5 Collective decision-making for ACE migration

5.1 Introduction In this part of the deliverable we describe the implementation of the collective decision based migration algorithm developed within WP3 (algorithm’s implementation in simulation has been described in D3.5.) with ACE Toolkit. This section also provides guidelines for integrating the algorithm into other applications.

5.2 Algorithm description This section gives brief description of the algorithm. For more detailed description please refer to D3.5.
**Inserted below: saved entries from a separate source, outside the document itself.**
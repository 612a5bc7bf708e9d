use crate::domain::airport::Airport;
use serde::{Deserialize, Serialize};

#[derive(Debug, Default, Deserialize)]
pub struct AirportQuery {
    #[serde(default)]
    pub keyword: String,
}

#[derive(Debug, Serialize, Deserialize)]
#[serde(rename_all = "camelCase")]
pub struct AirportAddress {
    pub city_name: String,
    pub country_name: String,
}

/// Airport record as the booking forms expect it: flat fields plus the
/// nested address block.
#[derive(Debug, Serialize, Deserialize)]
#[serde(rename_all = "camelCase")]
pub struct AirportResponse {
    pub iata_code: String,
    pub name: String,
    pub city_name: String,
    pub country_name: String,
    pub address: AirportAddress,
}

impl From<Airport> for AirportResponse {
    fn from(a: Airport) -> Self {
        Self {
            address: AirportAddress { city_name: a.city_name.clone(), country_name: a.country_name.clone() },
            iata_code: a.iata_code,
            name: a.name,
            city_name: a.city_name,
            country_name: a.country_name,
        }
    }
}
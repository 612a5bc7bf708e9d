use crate::domain::airport::Airport;
use crate::domain::submission::{
    AirClaimRequest, AirTicketRequest, ContactRequest, FlightSegment, PassengerCounts, TripType, ValidationError,
};
use lettre::Address;
use serde::{Deserialize, Deserializer, Serialize};

/// Collects required fields in declaration order so the rejection can name
/// everything that is missing at once.
#[derive(Debug, Default)]
struct Required {
    missing: Vec<&'static str>,
}

impl Required {
    fn take(&mut self, field: &'static str, value: Option<String>) -> String {
        match present(value) {
            Some(v) => v,
            None => {
                self.missing.push(field);
                String::new()
            }
        }
    }

    fn finish(self) -> Result<(), ValidationError> {
        if self.missing.is_empty() { Ok(()) } else { Err(ValidationError::MissingFields(self.missing)) }
    }
}

/// Trims and drops empty or whitespace-only values.
fn present(value: Option<String>) -> Option<String> {
    value.map(|v| v.trim().to_string()).filter(|v| !v.is_empty())
}

fn parse_email(raw: &str) -> Result<Address, ValidationError> {
    raw.parse().map_err(|_| ValidationError::InvalidEmail)
}

/// Accepts `"2"` as well as `2`.
fn lenient_string<'de, D>(deserializer: D) -> Result<Option<String>, D::Error>
where
    D: Deserializer<'de>,
{
    #[derive(Deserialize)]
    #[serde(untagged)]
    enum Raw {
        Text(String),
        Number(serde_json::Number),
    }

    Ok(Option::<Raw>::deserialize(deserializer)?.map(|raw| match raw {
        Raw::Text(s) => s,
        Raw::Number(n) => n.to_string(),
    }))
}

#[derive(Debug, Default, Deserialize)]
#[serde(rename_all = "camelCase")]
pub struct ContactPayload {
    pub name: Option<String>,
    pub email: Option<String>,
    pub phone: Option<String>,
    pub subject: Option<String>,
    pub message: Option<String>,
}

impl TryFrom<ContactPayload> for ContactRequest {
    type Error = ValidationError;

    fn try_from(p: ContactPayload) -> Result<Self, Self::Error> {
        let mut required = Required::default();
        let name = required.take("name", p.name);
        let email = required.take("email", p.email);
        let subject = required.take("subject", p.subject);
        let message = required.take("message", p.message);
        required.finish()?;

        Ok(Self { name, email: parse_email(&email)?, phone: present(p.phone), subject, message })
    }
}

#[derive(Debug, Default, Deserialize)]
pub struct FlightSegmentPayload {
    pub from: Option<Airport>,
    pub to: Option<Airport>,
    pub date: Option<String>,
}

#[derive(Debug, Default, Deserialize)]
pub struct PassengerCountsPayload {
    #[serde(default)]
    pub adult: u32,
    #[serde(default)]
    pub child: u32,
    #[serde(default)]
    pub infant: u32,
}

#[derive(Debug, Default, Deserialize)]
#[serde(rename_all = "camelCase")]
pub struct AirTicketPayload {
    pub first_name: Option<String>,
    pub last_name: Option<String>,
    pub email: Option<String>,
    pub phone: Option<String>,
    pub trip_type: Option<String>,
    pub from_airport: Option<Airport>,
    pub to_airport: Option<Airport>,
    pub departure_date: Option<String>,
    pub return_date: Option<String>,
    #[serde(default)]
    pub flight_segments: Vec<FlightSegmentPayload>,
    pub passenger_counts: Option<PassengerCountsPayload>,
    #[serde(default, deserialize_with = "lenient_string")]
    pub baggage: Option<String>,
}

impl TryFrom<AirTicketPayload> for AirTicketRequest {
    type Error = ValidationError;

    fn try_from(p: AirTicketPayload) -> Result<Self, Self::Error> {
        let mut required = Required::default();
        let first_name = required.take("firstName", p.first_name);
        let last_name = required.take("lastName", p.last_name);
        let email = required.take("email", p.email);
        let trip_type = required.take("tripType", p.trip_type);
        required.finish()?;

        let email = parse_email(&email)?;
        let trip_type: TripType = trip_type.parse()?;

        Ok(Self {
            first_name,
            last_name,
            email,
            phone: present(p.phone),
            trip_type,
            from_airport: p.from_airport,
            to_airport: p.to_airport,
            departure_date: present(p.departure_date),
            return_date: present(p.return_date),
            flight_segments: p
                .flight_segments
                .into_iter()
                .map(|s| FlightSegment { from: s.from, to: s.to, date: present(s.date) })
                .collect(),
            passenger_counts: p
                .passenger_counts
                .map(|c| PassengerCounts { adult: c.adult, child: c.child, infant: c.infant }),
            baggage: present(p.baggage),
        })
    }
}

#[derive(Debug, Default, Deserialize)]
#[serde(rename_all = "camelCase")]
pub struct AirClaimPayload {
    pub first_name: Option<String>,
    pub last_name: Option<String>,
    pub email: Option<String>,
    pub phone: Option<String>,
    pub flight_number: Option<String>,
    pub departure_airport: Option<String>,
    pub arrival_airport: Option<String>,
    pub flight_date: Option<String>,
    pub issue_type: Option<String>,
    pub description: Option<String>,
    pub booking_reference: Option<String>,
}

impl TryFrom<AirClaimPayload> for AirClaimRequest {
    type Error = ValidationError;

    fn try_from(p: AirClaimPayload) -> Result<Self, Self::Error> {
        let mut required = Required::default();
        let first_name = required.take("firstName", p.first_name);
        let last_name = required.take("lastName", p.last_name);
        let email = required.take("email", p.email);
        let flight_number = required.take("flightNumber", p.flight_number);
        required.finish()?;

        Ok(Self {
            first_name,
            last_name,
            email: parse_email(&email)?,
            phone: present(p.phone),
            flight_number,
            departure_airport: present(p.departure_airport),
            arrival_airport: present(p.arrival_airport),
            flight_date: present(p.flight_date),
            issue_type: present(p.issue_type),
            description: present(p.description),
            booking_reference: present(p.booking_reference),
        })
    }
}

#[derive(Debug, Serialize, Deserialize)]
pub struct FormResponse {
    pub success: bool,
    pub message: String,
}

impl FormResponse {
    #[must_use]
    pub fn accepted(message: &str) -> Self {
        Self { success: true, message: message.to_string() }
    }
}
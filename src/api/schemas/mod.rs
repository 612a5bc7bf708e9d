pub mod airports;
pub mod email;
pub mod forms;
pub mod health;
use crate::api::MgmtState;
use crate::api::schemas::health::HealthResponse;
use axum::{Json, extract::State, http::StatusCode, response::IntoResponse};

/// Liveness probe: returns 200 OK as long as the server is running.
pub async fn livez() -> impl IntoResponse {
    StatusCode::OK
}

/// Readiness probe: checks the primary mail transport and the request log directory.
pub async fn readyz(State(state): State<MgmtState>) -> impl IntoResponse {
    let (transport_res, logs_res) =
        tokio::join!(state.health_service.check_transport(), state.health_service.check_logs());

    let mut status_code = StatusCode::OK;
    let mut component_status = |component: &str, result: Result<(), String>| {
        if let Err(e) = result {
            tracing::warn!(error = %e, component, "Readiness probe failed");
            status_code = StatusCode::SERVICE_UNAVAILABLE;
            "error"
        } else {
            "ok"
        }
    };
    let transport = component_status("transport", transport_res);
    let logs = component_status("logs", logs_res);

    let response = HealthResponse {
        status: if status_code == StatusCode::OK { "ok" } else { "error" }.to_string(),
        transport: transport.to_string(),
        logs: logs.to_string(),
    };

    (status_code, Json(response))
}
Agent population is deployed on a number of hosting sites divided into two groups: scouts and workers. The main goal of scout is to gather information about different hosting sites and decide which one it prefers. Also scouts can compare site information between each other and convince other scouts that their site is better. The main goal of worker is to provide the actual service of the application (e.g. perform calculations, etc.). Workers periodically contact random scouts which provide them with their hosting site preference. After the certain number of scouts in a row provides the same site as preferred – worker migrates to that site.

The resulting dynamics of the system are such that when most of the scouts ‘agree’ on one particular site – all workers migrate to that site. If scouts cannot reach the ‘agreement’ – workers do not migrate.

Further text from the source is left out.